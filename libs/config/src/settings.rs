//! Network Settings
//!
//! Loads [`NetworkSettings`] from an optional TOML file overlaid by
//! environment variables, then validates the result.

use anyhow::{ensure, Context, Result};
use config_crate::{Config, Environment, File, FileFormat, Map};
use serde::{Deserialize, Serialize};
use std::net::SocketAddr;
use std::path::Path;
use std::time::Duration;
use tracing::{debug, info};

/// Environment variable prefix; nested keys use `__`
/// (`ORBITLINK__PROTOCOL__MAX_DECOMPRESSED_SIZE`)
pub const ENV_PREFIX: &str = "ORBITLINK";

const ENV_SEPARATOR: &str = "__";

/// Largest UDP payload over IPv4
const MAX_UDP_PAYLOAD: usize = 65_507;

/// `[kind][category][sequence u32]` prepended to every datagram
const TRANSPORT_FRAME_SIZE: usize = 6;

/// Settings for one peer's transport, dispatcher and sender
#[derive(Debug, Clone, PartialEq, Serialize, Deserialize)]
#[serde(default)]
pub struct NetworkSettings {
    /// Dispatcher sleep when the transport has nothing pending
    pub receive_interval_ms: u64,
    /// Ask the pipeline to compress outbound bodies (kept only when smaller)
    pub compress_outbound: bool,
    /// Local socket address for UDP transports
    pub bind_address: SocketAddr,
    /// Connected peer; `None` for a listening server
    pub remote_address: Option<SocketAddr>,
    pub max_datagram_size: usize,
    /// Sleep between empty polls of a subsystem queue
    pub consumer_poll_ms: u64,
    pub protocol: ProtocolSettings,
}

/// Codec limits
#[derive(Debug, Clone, PartialEq, Serialize, Deserialize)]
#[serde(default)]
pub struct ProtocolSettings {
    /// Upper bound on a decompressed body; larger claims are corrupt
    pub max_decompressed_size: usize,
    /// Instances created per shape when the pool is built
    pub pool_prewarm_per_shape: usize,
}

impl Default for NetworkSettings {
    fn default() -> Self {
        Self {
            receive_interval_ms: 1,
            compress_outbound: true,
            bind_address: SocketAddr::from(([0, 0, 0, 0], 0)),
            remote_address: None,
            max_datagram_size: MAX_UDP_PAYLOAD,
            consumer_poll_ms: 5,
            protocol: ProtocolSettings::default(),
        }
    }
}

impl Default for ProtocolSettings {
    fn default() -> Self {
        Self {
            max_decompressed_size: 64 * 1024 * 1024,
            pool_prewarm_per_shape: 0,
        }
    }
}

impl NetworkSettings {
    /// Load defaults, then `path` (if given and present), then the
    /// process environment
    pub fn load(path: Option<&Path>) -> Result<Self> {
        Self::load_with_env(path, None)
    }

    /// As [`load`](Self::load) but reading environment overrides from
    /// `vars` instead of the process environment
    pub fn load_with_env(path: Option<&Path>, vars: Option<Map<String, String>>) -> Result<Self> {
        let mut builder = Config::builder();

        if let Some(path) = path {
            info!("Loading network settings from {}", path.display());
            builder = builder.add_source(
                File::from(path)
                    .format(FileFormat::Toml)
                    .required(false),
            );
        }

        builder = builder.add_source(
            Environment::with_prefix(ENV_PREFIX)
                .separator(ENV_SEPARATOR)
                .try_parsing(true)
                .source(vars),
        );

        let settings: Self = builder
            .build()
            .context("Failed to build network settings")?
            .try_deserialize()
            .context("Failed to deserialize network settings")?;

        settings.validate()?;
        debug!(?settings, "Network settings loaded");
        Ok(settings)
    }

    /// Parse settings from a TOML string, without environment overrides
    pub fn from_toml(text: &str) -> Result<Self> {
        let settings: Self = toml::from_str(text).context("Failed to parse network settings")?;
        settings.validate()?;
        Ok(settings)
    }

    pub fn validate(&self) -> Result<()> {
        ensure!(
            self.receive_interval_ms > 0,
            "receive_interval_ms must be greater than zero"
        );
        ensure!(
            self.consumer_poll_ms > 0,
            "consumer_poll_ms must be greater than zero"
        );
        ensure!(
            self.max_datagram_size > TRANSPORT_FRAME_SIZE
                && self.max_datagram_size <= MAX_UDP_PAYLOAD,
            "max_datagram_size must be between {} and {MAX_UDP_PAYLOAD}, got {}",
            TRANSPORT_FRAME_SIZE + 1,
            self.max_datagram_size
        );
        ensure!(
            self.protocol.max_decompressed_size > 0,
            "protocol.max_decompressed_size must be greater than zero"
        );
        Ok(())
    }

    pub fn receive_interval(&self) -> Duration {
        Duration::from_millis(self.receive_interval_ms)
    }

    pub fn consumer_poll(&self) -> Duration {
        Duration::from_millis(self.consumer_poll_ms)
    }
}

/// Convenience wrapper around [`NetworkSettings::load`]
pub fn load_settings(path: Option<&Path>) -> Result<NetworkSettings> {
    NetworkSettings::load(path)
}

#[cfg(test)]
mod tests {
    use super::*;
    use std::io::Write;
    use tempfile::NamedTempFile;

    fn env(pairs: &[(&str, &str)]) -> Option<Map<String, String>> {
        Some(
            pairs
                .iter()
                .map(|(k, v)| (k.to_string(), v.to_string()))
                .collect(),
        )
    }

    fn toml_file(contents: &str) -> NamedTempFile {
        let mut file = tempfile::Builder::new().suffix(".toml").tempfile().unwrap();
        file.write_all(contents.as_bytes()).unwrap();
        file
    }

    #[test]
    fn test_defaults_without_sources() {
        let settings = NetworkSettings::load_with_env(None, env(&[])).unwrap();
        assert_eq!(settings, NetworkSettings::default());
        assert_eq!(settings.receive_interval(), Duration::from_millis(1));
    }

    #[test]
    fn test_file_overrides_defaults() {
        let file = toml_file(
            r#"
            receive_interval_ms = 10
            compress_outbound = false
            remote_address = "127.0.0.1:6702"

            [protocol]
            pool_prewarm_per_shape = 4
            "#,
        );

        let settings = NetworkSettings::load_with_env(Some(file.path()), env(&[])).unwrap();
        assert_eq!(settings.receive_interval_ms, 10);
        assert!(!settings.compress_outbound);
        assert_eq!(settings.remote_address, Some("127.0.0.1:6702".parse().unwrap()));
        assert_eq!(settings.protocol.pool_prewarm_per_shape, 4);
        // Untouched keys keep their defaults
        assert_eq!(settings.consumer_poll_ms, 5);
        assert_eq!(settings.protocol.max_decompressed_size, 64 * 1024 * 1024);
    }

    #[test]
    fn test_environment_overrides_file() {
        let file = toml_file("receive_interval_ms = 10\n");
        let settings = NetworkSettings::load_with_env(
            Some(file.path()),
            env(&[
                ("ORBITLINK__RECEIVE_INTERVAL_MS", "25"),
                ("ORBITLINK__PROTOCOL__MAX_DECOMPRESSED_SIZE", "1024"),
            ]),
        )
        .unwrap();
        assert_eq!(settings.receive_interval_ms, 25);
        assert_eq!(settings.protocol.max_decompressed_size, 1024);
    }

    #[test]
    fn test_missing_file_is_not_an_error() {
        let dir = tempfile::tempdir().unwrap();
        let path = dir.path().join("absent.toml");
        let settings = NetworkSettings::load_with_env(Some(&path), env(&[])).unwrap();
        assert_eq!(settings, NetworkSettings::default());
    }

    #[test]
    fn test_invalid_values_rejected() {
        let err = NetworkSettings::from_toml("receive_interval_ms = 0").unwrap_err();
        assert!(err.to_string().contains("receive_interval_ms"));

        let err = NetworkSettings::from_toml("max_datagram_size = 70000").unwrap_err();
        assert!(err.to_string().contains("max_datagram_size"));

        let result = NetworkSettings::load_with_env(
            None,
            env(&[("ORBITLINK__CONSUMER_POLL_MS", "0")]),
        );
        assert!(result.is_err());
    }

    #[test]
    fn test_datagram_size_must_leave_room_past_frame() {
        for size in [1, 6] {
            let err = NetworkSettings::from_toml(&format!("max_datagram_size = {size}")).unwrap_err();
            assert!(err.to_string().contains("between 7 and"), "{err}");
        }
        let settings = NetworkSettings::from_toml("max_datagram_size = 7").unwrap();
        assert_eq!(settings.max_datagram_size, 7);
    }

    #[test]
    fn test_malformed_address_has_context() {
        let err = NetworkSettings::from_toml(r#"bind_address = "not-an-address""#).unwrap_err();
        assert!(format!("{err:#}").contains("Failed to parse network settings"));
    }
}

◆ ◆ ◆ ◆ ◆

__What the exercise asks__. Copy each line of the preceding material that contains "when".

__Output of the task__.
    /// Dispatcher sleep when the transport has nothing pending
    /// Ask the pipeline to compress outbound bodies (kept only when smaller)
    /// Instances created per shape when the pool is built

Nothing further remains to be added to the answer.